Monday on the way out Jean and I ran a beautiful route on a sunny morning thanks to Mom and Dad shuttling the car ahead. We also got a chance to see the very impressive Scott exhibit at the Canterbury museum before heading home to Oamaru.

Milford Sound from the air

Mom and Dad arrive in New Zealand

My parents flew in for a visit on Saturday, our first visitors to New Zealand! They flew in to Queenstown and we spent four nights there. We enjoyed a great view of Lake Wakatipu from our rental house. Sunday Jean and I went for a trail run and Mom and Dad walked by the lake. Monday was a dramatic stormy day, perfect for wine tasting so we went to Peregrine winery and had a wonderful tasting. I’ve never liked pinot gris before until trying theirs. Afterwards we ate at Amisfield, another winery with a very yummy restaurant.

Tuesday was our big day, getting on the bus in the morning for a trip to Milford Sound. Dad stayed in Queenstown and went for long walks and did his botanical drawings in the gardens. Mom, Jean and I took the very scenic bus ride to Milford Sound and then cruised out to the Tasman Sea on a boat. When we came back we decided to take the offer of a helicopter ride. It was amazing, our pilot flew us right next to the mountain walls to ride the thermals up and we landed on a glacier near the top of the Darran Mountains. We had a perfect day for it which doesn’t happen all the time. Getting out on the glacier was the highlight of the day for me. It would have been even sweeter if we climbed to it. Seeing what’s back there makes us eager to explore it more. Here is our landing.

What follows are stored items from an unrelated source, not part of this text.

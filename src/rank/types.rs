//! Core trait for ranking rules.

/// A rule that assigns an ordering key to an item.
///
/// Rules return `f64` keys where **lower sorts first**. To rank by a
/// quantity in descending order, return its negation.
///
/// # Type Parameters
///
/// * `T` - The item type being ranked
/// * `C` - Context the rule may consult
///
/// # Examples
///
/// ```
/// use u_wefe::rank::RankRule;
///
/// struct ByMagnitude;
///
/// impl RankRule<(String, f64), ()> for ByMagnitude {
///     fn name(&self) -> &str { "Magnitude" }
///     fn key(&self, item: &(String, f64), _ctx: &()) -> f64 { item.1 }
/// }
/// ```
pub trait RankRule<T, C>: Send + Sync {
    fn name(&self) -> &str;

    /// Ordering key for `item`. Lower sorts first.
    fn key(&self, item: &T, context: &C) -> f64;
}
//! Order-independent floating-point helpers.
//!
//! Floating-point addition is commutative but not associative, so summing the
//! same terms in a different order can change the last bits of the result.
//! Every aggregation in the crate sorts its terms first, which makes the
//! result a function of the multiset of terms alone.

/// Sums `terms` after sorting them by [`f64::total_cmp`].
pub(crate) fn stable_sum(terms: &mut [f64]) -> f64 {
    terms.sort_by(|a, b| a.total_cmp(b));
    terms.iter().sum()
}

/// Weighted mean of `(value, weight)` pairs, independent of pair order.
///
/// Returns `None` when the pairs are empty or every weight is zero.
pub(crate) fn stable_weighted_mean(pairs: &mut [(f64, f64)]) -> Option<f64> {
    pairs.sort_by(|a, b| a.0.total_cmp(&b.0).then(a.1.total_cmp(&b.1)));

    let mut products: Vec<f64> = pairs.iter().map(|(v, w)| v * w).collect();
    let mut weights: Vec<f64> = pairs.iter().map(|(_, w)| *w).collect();

    let total_weight = stable_sum(&mut weights);
    if pairs.is_empty() || total_weight <= 0.0 {
        return None;
    }
    Some(stable_sum(&mut products) / total_weight)
}

/// Whether `used` fits into `limit`, tolerating accumulated rounding error.
pub(crate) fn fits(used: f64, limit: f64) -> bool {
    used <= limit + FEASIBILITY_TOLERANCE
}

pub(crate) const FEASIBILITY_TOLERANCE: f64 = 1e-9;
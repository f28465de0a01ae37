//! How far recommended interventions reach the policies' targets.

use crate::catalog::{Effects, IndicatorCatalog, Intervention};
use crate::math::stable_sum;

/// Coverage of one policy-targeted indicator.
#[derive(Debug, Clone, PartialEq)]
#[cfg_attr(feature = "serde", derive(serde::Serialize, serde::Deserialize))]
pub struct IndicatorCoverage {
    pub indicator: String,
    /// 1-based display number.
    pub number: usize,
    /// Net positive delta the selected policies aim for.
    pub target: f64,
    /// Portion of `target` supplied by the interventions' positive effects.
    pub covered: f64,
    pub unmet: f64,
}

impl IndicatorCoverage {
    pub fn is_met(&self) -> bool {
        self.unmet <= 0.0
    }

    /// `covered / target`, in `[0, 1]`.
    pub fn ratio(&self) -> f64 {
        self.covered / self.target
    }
}

/// Coverage for every indicator with a positive net policy delta, in display
/// order.
///
/// Negative intervention effects do not reduce coverage; only improvements
/// count toward a target.
pub fn coverage_report(
    indicators: &IndicatorCatalog,
    policy_deltas: &Effects,
    interventions: &[&Intervention],
) -> Vec<IndicatorCoverage> {
    indicators
        .numbered()
        .filter_map(|(number, ind)| {
            let target = policy_deltas.get(&ind.id).copied().filter(|&t| t > 0.0)?;
            let mut supplied: Vec<f64> = interventions
                .iter()
                .map(|iv| iv.effect_on(&ind.id))
                .filter(|&e| e > 0.0)
                .collect();
            let covered = stable_sum(&mut supplied).min(target);
            Some(IndicatorCoverage {
                indicator: ind.id.clone(),
                number,
                target,
                covered,
                unmet: target - covered,
            })
        })
        .collect()
}
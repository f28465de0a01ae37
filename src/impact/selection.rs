//! Ordered, duplicate-free policy selection.

use crate::catalog::{Policy, PolicyCatalog};
use crate::error::{WefeError, WefeResult};
use crate::math::stable_sum;

/// An ordered set of selected policy ids.
///
/// The selection itself is plain data owned by the caller. Mutations check
/// ids against the catalog because they originate from interactive input.
#[derive(Debug, Clone, PartialEq, Eq, Default)]
#[cfg_attr(feature = "serde", derive(serde::Serialize, serde::Deserialize))]
#[cfg_attr(feature = "serde", serde(transparent))]
pub struct PolicySelection {
    ids: Vec<String>,
}

impl PolicySelection {
    pub fn new() -> Self {
        Self::default()
    }

    /// Builds a selection by inserting `ids` in order.
    pub fn from_ids<I, S>(catalog: &PolicyCatalog, ids: I) -> WefeResult<Self>
    where
        I: IntoIterator<Item = S>,
        S: AsRef<str>,
    {
        let mut selection = Self::new();
        for id in ids {
            selection.insert(catalog, id.as_ref())?;
        }
        Ok(selection)
    }

    pub fn ids(&self) -> &[String] {
        &self.ids
    }

    pub fn iter(&self) -> impl Iterator<Item = &str> {
        self.ids.iter().map(String::as_str)
    }

    pub fn len(&self) -> usize {
        self.ids.len()
    }

    pub fn is_empty(&self) -> bool {
        self.ids.is_empty()
    }

    pub fn contains(&self, id: &str) -> bool {
        self.ids.iter().any(|s| s == id)
    }

    /// Appends `id`.
    ///
    /// # Errors
    ///
    /// `UnknownPolicy`, `DuplicateSelection`, or `MissingPrerequisite` when a
    /// prerequisite of the policy is not selected yet. The selection is left
    /// untouched on error.
    pub fn insert(&mut self, catalog: &PolicyCatalog, id: &str) -> WefeResult<()> {
        let policy = catalog.require(id)?;
        if self.contains(id) {
            return Err(WefeError::DuplicateSelection(id.to_string()));
        }
        if let Some(missing) = policy.prerequisites.iter().find(|p| !self.contains(p)) {
            return Err(WefeError::MissingPrerequisite {
                policy: id.to_string(),
                prerequisite: missing.clone(),
            });
        }
        self.ids.push(id.to_string());
        Ok(())
    }

    /// Removes `id`, refusing when another selected policy depends on it.
    pub fn remove(&mut self, catalog: &PolicyCatalog, id: &str) -> WefeResult<()> {
        catalog.require(id)?;
        let pos = self
            .ids
            .iter()
            .position(|s| s == id)
            .ok_or_else(|| WefeError::NotSelected(id.to_string()))?;

        for other in self.ids.iter().filter(|s| *s != id) {
            let dependent = catalog.require(other)?;
            if dependent.prerequisites.iter().any(|p| p == id) {
                return Err(WefeError::PrerequisiteInUse {
                    policy: id.to_string(),
                    dependent: other.clone(),
                });
            }
        }

        self.ids.remove(pos);
        Ok(())
    }

    /// Looks every selected id up in the catalog, in selection order.
    ///
    /// A deserialized selection may carry duplicates or stale ids; both are
    /// reported here.
    pub fn resolve<'a>(&self, catalog: &'a PolicyCatalog) -> WefeResult<Vec<&'a Policy>> {
        let mut policies: Vec<&Policy> = Vec::with_capacity(self.ids.len());
        for id in &self.ids {
            let policy = catalog.require(id)?;
            if policies.iter().any(|p| p.id == *id) {
                return Err(WefeError::DuplicateSelection(id.clone()));
            }
            policies.push(policy);
        }
        Ok(policies)
    }

    /// Sum of the informational costs of selected policies.
    pub fn total_cost(&self, catalog: &PolicyCatalog) -> WefeResult<f64> {
        let mut costs: Vec<f64> = self
            .resolve(catalog)?
            .iter()
            .filter_map(|p| p.cost)
            .collect();
        Ok(stable_sum(&mut costs))
    }
}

Now Mom and Dad are back in Oamaru and getting the tour. Oamaru is celebrating the 100th anniversary of the Antarctic Scott expedition’s ship, the Terra Nova, landing at Oamaru Harbor and delivering news of the polar party perishing on the ice to England via a telegraph. We saw some excellent photographic prints taken during the expedition at a museum in town today. Tonight we are hoping to see some yellow-eyed penguins.


Thanksgiving in Florida

I’ve updated my blog in preparation for our imminent move to New Zealand. The old stuff is over here. However we are not quite out of the country yet and we managed to escape to sunny Florida for Thanksgiving to see a lot of family. This year we skipped the rental car and just rented a tandem bicycle at the local shop. Most of the area is pretty bicycle friendly, flat with some nice rails to trails. Our longest ride was about twenty five miles from Venice to Longboat Key and we encountered some more aggressive Florida drivers and when we got off the busy roads we sometimes encountered blockages that don’t show up on Google maps.

The day before Thanksgiving we had everyone over to our place on Casey Key and served sandwiches that we transported on the tandem, along with beer and other stuff!

Now we are back in Portland and trying to figure out how to take our bikes and other important stuff to New Zealand.